# DIRECTIONS
All lines in the listing below from the one containing "impl ScrollSurface for" through the last should be written out exactly, and only those.

************

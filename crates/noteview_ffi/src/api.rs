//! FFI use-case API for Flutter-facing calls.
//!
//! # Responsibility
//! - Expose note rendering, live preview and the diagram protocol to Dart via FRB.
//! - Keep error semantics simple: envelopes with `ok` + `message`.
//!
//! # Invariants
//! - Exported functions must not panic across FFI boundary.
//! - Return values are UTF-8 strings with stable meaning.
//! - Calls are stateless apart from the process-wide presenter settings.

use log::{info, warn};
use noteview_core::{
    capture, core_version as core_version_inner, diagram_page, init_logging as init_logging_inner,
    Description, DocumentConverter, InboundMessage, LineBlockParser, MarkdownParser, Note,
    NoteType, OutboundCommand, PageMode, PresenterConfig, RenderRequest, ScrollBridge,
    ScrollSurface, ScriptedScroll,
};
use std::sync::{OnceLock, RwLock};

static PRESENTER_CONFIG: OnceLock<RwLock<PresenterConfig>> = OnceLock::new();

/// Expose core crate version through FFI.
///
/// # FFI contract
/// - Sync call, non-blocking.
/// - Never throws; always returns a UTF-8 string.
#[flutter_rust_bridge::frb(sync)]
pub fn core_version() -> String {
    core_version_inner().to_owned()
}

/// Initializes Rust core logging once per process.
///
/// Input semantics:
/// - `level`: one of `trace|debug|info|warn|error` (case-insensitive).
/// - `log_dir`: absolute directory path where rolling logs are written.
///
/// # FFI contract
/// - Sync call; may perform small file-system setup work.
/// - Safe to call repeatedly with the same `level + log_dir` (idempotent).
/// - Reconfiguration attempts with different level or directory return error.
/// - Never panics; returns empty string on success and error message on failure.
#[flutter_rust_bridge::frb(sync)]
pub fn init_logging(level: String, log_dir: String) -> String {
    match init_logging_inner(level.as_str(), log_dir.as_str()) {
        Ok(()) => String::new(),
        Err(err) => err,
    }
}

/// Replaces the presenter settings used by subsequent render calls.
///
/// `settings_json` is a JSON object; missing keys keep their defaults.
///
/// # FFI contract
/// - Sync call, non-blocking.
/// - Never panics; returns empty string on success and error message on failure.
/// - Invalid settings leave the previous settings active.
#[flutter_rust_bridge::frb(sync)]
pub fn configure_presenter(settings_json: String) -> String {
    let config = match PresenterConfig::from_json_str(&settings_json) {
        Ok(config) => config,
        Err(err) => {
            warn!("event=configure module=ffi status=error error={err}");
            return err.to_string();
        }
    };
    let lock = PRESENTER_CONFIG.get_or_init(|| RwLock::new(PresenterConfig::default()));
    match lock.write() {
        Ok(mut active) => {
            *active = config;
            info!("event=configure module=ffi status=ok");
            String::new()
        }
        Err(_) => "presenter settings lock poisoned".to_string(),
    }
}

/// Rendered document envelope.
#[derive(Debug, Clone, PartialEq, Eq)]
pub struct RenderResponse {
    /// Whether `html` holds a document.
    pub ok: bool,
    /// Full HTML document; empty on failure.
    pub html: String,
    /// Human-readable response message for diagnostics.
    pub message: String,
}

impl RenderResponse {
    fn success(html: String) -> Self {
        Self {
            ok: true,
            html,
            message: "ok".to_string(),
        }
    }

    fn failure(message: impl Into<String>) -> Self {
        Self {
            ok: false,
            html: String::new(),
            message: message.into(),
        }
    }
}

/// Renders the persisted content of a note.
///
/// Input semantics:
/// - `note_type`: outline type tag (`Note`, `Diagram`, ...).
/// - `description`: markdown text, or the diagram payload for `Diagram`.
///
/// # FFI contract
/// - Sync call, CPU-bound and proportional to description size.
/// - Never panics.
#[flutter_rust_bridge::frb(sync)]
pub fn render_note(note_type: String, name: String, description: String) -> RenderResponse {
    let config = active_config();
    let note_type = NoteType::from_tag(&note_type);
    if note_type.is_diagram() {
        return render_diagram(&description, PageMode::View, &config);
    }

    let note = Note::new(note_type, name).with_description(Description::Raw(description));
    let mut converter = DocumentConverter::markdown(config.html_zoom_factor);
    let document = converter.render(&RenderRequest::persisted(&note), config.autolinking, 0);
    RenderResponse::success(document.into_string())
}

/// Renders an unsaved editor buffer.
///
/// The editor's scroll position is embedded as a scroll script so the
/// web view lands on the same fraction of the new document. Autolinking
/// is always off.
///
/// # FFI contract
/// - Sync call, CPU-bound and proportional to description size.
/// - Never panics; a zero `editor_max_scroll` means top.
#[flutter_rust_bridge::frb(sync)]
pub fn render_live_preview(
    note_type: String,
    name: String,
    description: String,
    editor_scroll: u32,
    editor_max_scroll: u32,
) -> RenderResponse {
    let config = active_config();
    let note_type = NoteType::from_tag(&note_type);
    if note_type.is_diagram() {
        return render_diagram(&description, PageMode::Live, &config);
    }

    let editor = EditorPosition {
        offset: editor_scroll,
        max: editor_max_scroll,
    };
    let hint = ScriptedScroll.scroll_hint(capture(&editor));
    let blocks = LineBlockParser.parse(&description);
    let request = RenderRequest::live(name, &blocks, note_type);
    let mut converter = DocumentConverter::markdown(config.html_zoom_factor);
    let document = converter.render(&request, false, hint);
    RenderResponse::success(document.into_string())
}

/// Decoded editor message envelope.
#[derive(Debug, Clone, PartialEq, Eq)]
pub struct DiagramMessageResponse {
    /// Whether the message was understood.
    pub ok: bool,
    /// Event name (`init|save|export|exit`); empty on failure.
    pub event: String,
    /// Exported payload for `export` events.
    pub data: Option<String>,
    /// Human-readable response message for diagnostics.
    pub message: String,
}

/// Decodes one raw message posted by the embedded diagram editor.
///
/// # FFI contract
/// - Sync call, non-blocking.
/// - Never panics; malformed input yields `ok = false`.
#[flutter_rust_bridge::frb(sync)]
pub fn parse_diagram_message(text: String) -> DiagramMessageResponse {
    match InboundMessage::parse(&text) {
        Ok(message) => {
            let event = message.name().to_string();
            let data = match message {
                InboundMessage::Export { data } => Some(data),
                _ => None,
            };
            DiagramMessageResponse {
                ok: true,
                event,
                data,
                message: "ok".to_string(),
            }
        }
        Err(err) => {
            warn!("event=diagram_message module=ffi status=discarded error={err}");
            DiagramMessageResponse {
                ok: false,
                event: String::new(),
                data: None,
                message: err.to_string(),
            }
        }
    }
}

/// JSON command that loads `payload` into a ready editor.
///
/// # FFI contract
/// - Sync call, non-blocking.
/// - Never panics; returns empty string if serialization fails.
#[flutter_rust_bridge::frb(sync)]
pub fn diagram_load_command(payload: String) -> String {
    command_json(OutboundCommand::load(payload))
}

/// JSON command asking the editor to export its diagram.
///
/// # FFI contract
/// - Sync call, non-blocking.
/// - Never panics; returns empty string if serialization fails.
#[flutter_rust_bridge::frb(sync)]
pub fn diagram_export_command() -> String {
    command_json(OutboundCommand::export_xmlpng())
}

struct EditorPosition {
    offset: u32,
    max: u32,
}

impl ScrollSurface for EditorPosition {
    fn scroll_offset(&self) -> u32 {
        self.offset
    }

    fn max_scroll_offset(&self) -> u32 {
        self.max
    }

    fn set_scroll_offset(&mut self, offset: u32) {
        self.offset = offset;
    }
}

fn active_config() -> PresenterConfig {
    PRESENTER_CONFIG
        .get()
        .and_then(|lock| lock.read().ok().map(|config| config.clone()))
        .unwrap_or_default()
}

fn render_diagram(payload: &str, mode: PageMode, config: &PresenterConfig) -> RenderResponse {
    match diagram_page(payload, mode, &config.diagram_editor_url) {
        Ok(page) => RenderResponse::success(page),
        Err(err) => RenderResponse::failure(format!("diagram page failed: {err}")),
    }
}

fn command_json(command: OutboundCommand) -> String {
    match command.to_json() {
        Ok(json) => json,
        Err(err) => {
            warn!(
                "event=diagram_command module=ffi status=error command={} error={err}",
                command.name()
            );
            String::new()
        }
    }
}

************

# FINAL ANSWER
impl ScrollSurface for EditorPosition {
    fn scroll_offset(&self) -> u32 {
        self.offset
    }

    fn max_scroll_offset(&self) -> u32 {
        self.max
    }

    fn set_scroll_offset(&mut self, offset: u32) {
        self.offset = offset;
    }
}

fn active_config() -> PresenterConfig {
    PRESENTER_CONFIG
        .get()
        .and_then(|lock| lock.read().ok().map(|config| config.clone()))
        .unwrap_or_default()
}

fn render_diagram(payload: &str, mode: PageMode, config: &PresenterConfig) -> RenderResponse {
    match diagram_page(payload, mode, &config.diagram_editor_url) {
        Ok(page) => RenderResponse::success(page),
        Err(err) => RenderResponse::failure(format!("diagram page failed: {err}")),
    }
}

fn command_json(command: OutboundCommand) -> String {
    match command.to_json() {
        Ok(json) => json,
        Err(err) => {
            warn!(
                "event=diagram_command module=ffi status=error command={} error={err}",
                command.name()
            );
            String::new()
        }
    }
}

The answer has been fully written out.